** EXERCISE INPUT follows **
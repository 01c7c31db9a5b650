//! 本地英雄覆盖数据
//!
//! 英雄名 → 属性记录。属性记录中可识别的是布尔标记和 `icon`，
//! 其余键原样保留，序列化时透传。

use serde::{Deserialize, Serialize, Serializer};
use serde_json::{Map, Value};
use std::collections::BTreeMap;
use tracing::warn;

const ICON_KEY: &str = "icon";

/// 评分服务识别的属性键（与题目 key 一一对应）
pub const ATTRIBUTE_KEYS: [&str; 15] = [
    "heavy_ad",
    "heavy_ap",
    "need_engage",
    "need_cc",
    "frontline",
    "peeling",
    "invade",
    "scaling",
    "early_game",
    "ally_melee",
    "hp_tanks",
    "aa_heavy",
    "enchanter_adc",
    "lock_target",
    "range_heavy",
];

/// 单个英雄的属性记录
#[derive(Debug, Clone, Default, PartialEq, Serialize, Deserialize)]
#[serde(from = "Map<String, Value>")]
pub struct ChampionAttributes {
    #[serde(skip_serializing_if = "Option::is_none")]
    pub icon: Option<String>,
    /// 布尔标记以及其它未知字段
    #[serde(flatten)]
    pub fields: Map<String, Value>,
}

impl ChampionAttributes {
    pub fn new() -> Self {
        Self::default()
    }

    /// 读取布尔标记，缺失或非布尔视为 false
    pub fn flag(&self, key: &str) -> bool {
        self.fields.get(key).and_then(Value::as_bool).unwrap_or(false)
    }

    /// 写入布尔标记；`icon` 不是标记，忽略
    pub fn set_flag(&mut self, key: impl Into<String>, value: bool) {
        let key = key.into();
        if key == ICON_KEY {
            warn!("⚠️ icon 不能作为布尔标记写入，已忽略");
            return;
        }
        self.fields.insert(key, Value::Bool(value));
    }

    /// 所有为 true 的标记
    pub fn active_flags(&self) -> Vec<&str> {
        self.fields
            .iter()
            .filter(|(_, v)| v.as_bool() == Some(true))
            .map(|(k, _)| k.as_str())
            .collect()
    }
}

impl From<Map<String, Value>> for ChampionAttributes {
    fn from(mut fields: Map<String, Value>) -> Self {
        // 非字符串的 icon 不认，留在 fields 里透传
        let icon = match fields.remove(ICON_KEY) {
            Some(Value::String(s)) => Some(s),
            Some(other) => {
                fields.insert(ICON_KEY.to_string(), other);
                None
            }
            None => None,
        };
        Self { icon, fields }
    }
}

/// 覆盖数据：英雄名 → 属性记录
#[derive(Debug, Clone, Default, PartialEq, Deserialize)]
#[serde(from = "BTreeMap<String, Value>")]
pub struct OverridePayload {
    champions: BTreeMap<String, ChampionAttributes>,
}

impl OverridePayload {
    pub fn new() -> Self {
        Self::default()
    }

    pub fn is_empty(&self) -> bool {
        self.champions.is_empty()
    }

    pub fn len(&self) -> usize {
        self.champions.len()
    }

    pub fn get(&self, name: &str) -> Option<&ChampionAttributes> {
        self.champions.get(name)
    }

    pub fn contains(&self, name: &str) -> bool {
        self.champions.contains_key(name)
    }

    pub fn insert(&mut self, name: impl Into<String>, attributes: ChampionAttributes) {
        self.champions.insert(name.into(), attributes);
    }

    pub fn remove(&mut self, name: &str) -> Option<ChampionAttributes> {
        self.champions.remove(name)
    }

    /// 按名称排序的英雄列表
    pub fn names(&self) -> impl Iterator<Item = &str> {
        self.champions.keys().map(String::as_str)
    }

    pub fn iter(&self) -> impl Iterator<Item = (&str, &ChampionAttributes)> {
        self.champions.iter().map(|(k, v)| (k.as_str(), v))
    }
}

impl From<BTreeMap<String, Value>> for OverridePayload {
    fn from(raw: BTreeMap<String, Value>) -> Self {
        let champions = raw
            .into_iter()
            .filter_map(|(name, meta)| match meta {
                Value::Object(map) => Some((name, ChampionAttributes::from(map))),
                _ => None,
            })
            .collect();
        Self { champions }
    }
}

impl Serialize for OverridePayload {
    fn serialize<S: Serializer>(&self, serializer: S) -> Result<S::Ok, S::Error> {
        self.champions.serialize(serializer)
    }
}
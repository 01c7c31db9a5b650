//! 问答会话 - 流程层
//!
//! 核心职责：管理题目顺序、当前位置和答案集合，驱动状态迁移
//!
//! ```text
//! Idle -(load)-> Asking -(answer×N)-> Finalizing -(响应|失败)-> Done -(reset)-> Asking
//! ```
//!
//! 每次作答都会触发实时预览（不等待），答完最后一题后发出唯一一次
//! 最终评分请求并等待结果；失败时以空结果结束，不重试。

use std::sync::Arc;

use tokio::sync::watch;
use tracing::{debug, error, info};

use crate::clients::ScoringApi;
use crate::config::clamp_max_results;
use crate::error::SessionError;
use crate::models::{AnswerSet, Question, RecommendationItem, ScoringRequest};
use crate::services::{
    IconResolver, LivePreviewController, OverrideStore, PreviewOptions, RenderModel, ResultView,
};

/// 会话状态
#[derive(Debug, Clone, Copy, PartialEq, Eq)]
pub enum SessionState {
    /// 尚未加载题目
    Idle,
    /// 作答中
    Asking,
    /// 最终评分请求进行中
    Finalizing,
    /// 已出结果（可能为空）
    Done,
}

/// `answer` 的处理结果
#[derive(Debug, Clone, Copy, PartialEq, Eq)]
pub enum AnswerOutcome {
    /// 不在作答状态，忽略
    Ignored,
    /// 进入下一题
    Next,
    /// 最后一题已答完，结果已产出
    Completed,
}

/// 进度信息
#[derive(Debug, Clone, Copy, PartialEq)]
pub struct Progress {
    /// 当前题号，从 1 开始，不超过总数
    pub current: usize,
    pub total: usize,
    /// 完成比例 index / total
    pub ratio: f64,
}

/// 问答会话
///
/// 一次只管理一个会话；所有协作者通过构造参数显式传入
pub struct QuizSession {
    questions: Vec<Question>,
    index: usize,
    answers: AnswerSet,
    results: Vec<RecommendationItem>,
    max_results: u32,
    api: Arc<dyn ScoringApi>,
    preview: LivePreviewController,
    overrides: Arc<OverrideStore>,
    view: Arc<dyn ResultView>,
    icons: IconResolver,
    state_tx: watch::Sender<SessionState>,
}

impl QuizSession {
    pub fn new(
        api: Arc<dyn ScoringApi>,
        preview: LivePreviewController,
        overrides: Arc<OverrideStore>,
        view: Arc<dyn ResultView>,
        icons: IconResolver,
        max_results: u32,
    ) -> Self {
        let max_results = clamp_max_results(max_results);
        preview.set_max_results(max_results);
        let (state_tx, _) = watch::channel(SessionState::Idle);
        Self {
            questions: Vec::new(),
            index: 0,
            answers: AnswerSet::new(),
            results: Vec::new(),
            max_results,
            api,
            preview,
            overrides,
            view,
            icons,
            state_tx,
        }
    }

    /// 加载题目并从第一题开始
    pub fn load(&mut self, questions: Vec<Question>) -> Result<(), SessionError> {
        if questions.is_empty() {
            return Err(SessionError::EmptyQuestionList);
        }
        info!("📋 已加载 {} 道题目", questions.len());
        self.questions = questions;
        self.restart();
        Ok(())
    }

    /// 从评分服务拉取题目并加载
    pub async fn load_from_service(&mut self) -> Result<usize, SessionError> {
        let questions = self.api.fetch_questions().await.map_err(|e| {
            error!("❌ 拉取题目列表失败: {}", e);
            SessionError::QuestionFetch(e)
        })?;
        let total = questions.len();
        self.load(questions)?;
        Ok(total)
    }

    /// 回答当前题目
    ///
    /// 只在 `Asking` 状态有效，其它状态直接忽略，防止结算期间重复提交
    pub async fn answer(&mut self, value: bool) -> AnswerOutcome {
        if self.state() != SessionState::Asking {
            debug!("当前状态 {:?}，忽略作答", self.state());
            return AnswerOutcome::Ignored;
        }
        let Some(question) = self.questions.get(self.index) else {
            return AnswerOutcome::Ignored;
        };

        debug!("第 {} 题 [{}] 回答: {}", self.index + 1, question.key, value);
        self.answers.record(question.key.clone(), value);
        self.preview.update(&self.answers, PreviewOptions::default());
        self.index += 1;

        if self.index < self.questions.len() {
            return AnswerOutcome::Next;
        }

        self.finalize().await;
        AnswerOutcome::Completed
    }

    /// 回到第一题并清空答案，无论当前处于什么状态
    pub fn reset(&mut self) {
        info!("🔁 会话重置");
        self.restart();
    }

    /// 修改结果数量；已出结果时用新数量重新请求一次
    pub async fn change_max_results(&mut self, max_results: u32) {
        self.set_max_results(max_results);
        if self.state() == SessionState::Done {
            self.finalize().await;
        }
    }

    pub fn set_max_results(&mut self, max_results: u32) {
        self.max_results = clamp_max_results(max_results);
        self.preview.set_max_results(self.max_results);
    }

    /// 视图重新可见时，用当前答案立即刷新预览
    pub fn resync_preview(&self) {
        self.preview.resync(&self.answers);
    }

    pub fn state(&self) -> SessionState {
        *self.state_tx.borrow()
    }

    /// 订阅状态变化，视图层可据此在结算期间禁用输入
    pub fn subscribe(&self) -> watch::Receiver<SessionState> {
        self.state_tx.subscribe()
    }

    pub fn progress(&self) -> Option<Progress> {
        let total = self.questions.len();
        if total == 0 {
            return None;
        }
        Some(Progress {
            current: (self.index + 1).min(total),
            total,
            ratio: self.index as f64 / total as f64,
        })
    }

    pub fn current_question(&self) -> Option<&Question> {
        match self.state() {
            SessionState::Asking => self.questions.get(self.index),
            _ => None,
        }
    }

    pub fn index(&self) -> usize {
        self.index
    }

    pub fn answers(&self) -> &AnswerSet {
        &self.answers
    }

    pub fn questions(&self) -> &[Question] {
        &self.questions
    }

    pub fn results(&self) -> &[RecommendationItem] {
        &self.results
    }

    pub fn max_results(&self) -> u32 {
        self.max_results
    }

    pub fn preview(&self) -> &LivePreviewController {
        &self.preview
    }

    fn restart(&mut self) {
        self.index = 0;
        self.answers.clear();
        self.results.clear();
        self.preview.update(&self.answers, PreviewOptions::reset());
        // 没有题目时无法作答，停在 Idle
        let next = if self.questions.is_empty() {
            SessionState::Idle
        } else {
            SessionState::Asking
        };
        self.set_state(next);
    }

    /// 发出最终评分请求，只尝试一次
    async fn finalize(&mut self) {
        self.set_state(SessionState::Finalizing);

        let request = ScoringRequest::new(
            self.answers.clone(),
            self.max_results,
            self.overrides.current(),
        );
        info!(
            "⏳ 最终评分: {} 个答案, max_results={}",
            request.answers.len(),
            request.max_results
        );

        self.results = match self.api.recommend(&request).await {
            Ok(items) => {
                info!("✓ 最终评分完成，{} 条推荐", items.len());
                items
            }
            Err(e) => {
                error!("❌ 最终评分失败，以空结果结束: {}", e);
                Vec::new()
            }
        };

        self.view
            .show_results(&RenderModel::from_items(&self.results, &self.icons));
        self.set_state(SessionState::Done);
    }

    fn set_state(&self, state: SessionState) {
        let previous = self.state_tx.send_replace(state);
        if previous != state {
            debug!("会话状态: {:?} -> {:?}", previous, state);
        }
    }
}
** End of EXERCISE INPUT **
**THE PROBLEM:** Whenever a line in the material above holds the string "impl", copy that line in full.

**FINAL ANSWER:**
impl ChampionAttributes {
    pub fn set_flag(&mut self, key: impl Into<String>, value: bool) {
impl From<Map<String, Value>> for ChampionAttributes {
impl OverridePayload {
    pub fn insert(&mut self, name: impl Into<String>, attributes: ChampionAttributes) {
    pub fn names(&self) -> impl Iterator<Item = &str> {
    pub fn iter(&self) -> impl Iterator<Item = (&str, &ChampionAttributes)> {
impl From<BTreeMap<String, Value>> for OverridePayload {
impl Serialize for OverridePayload {
impl QuizSession {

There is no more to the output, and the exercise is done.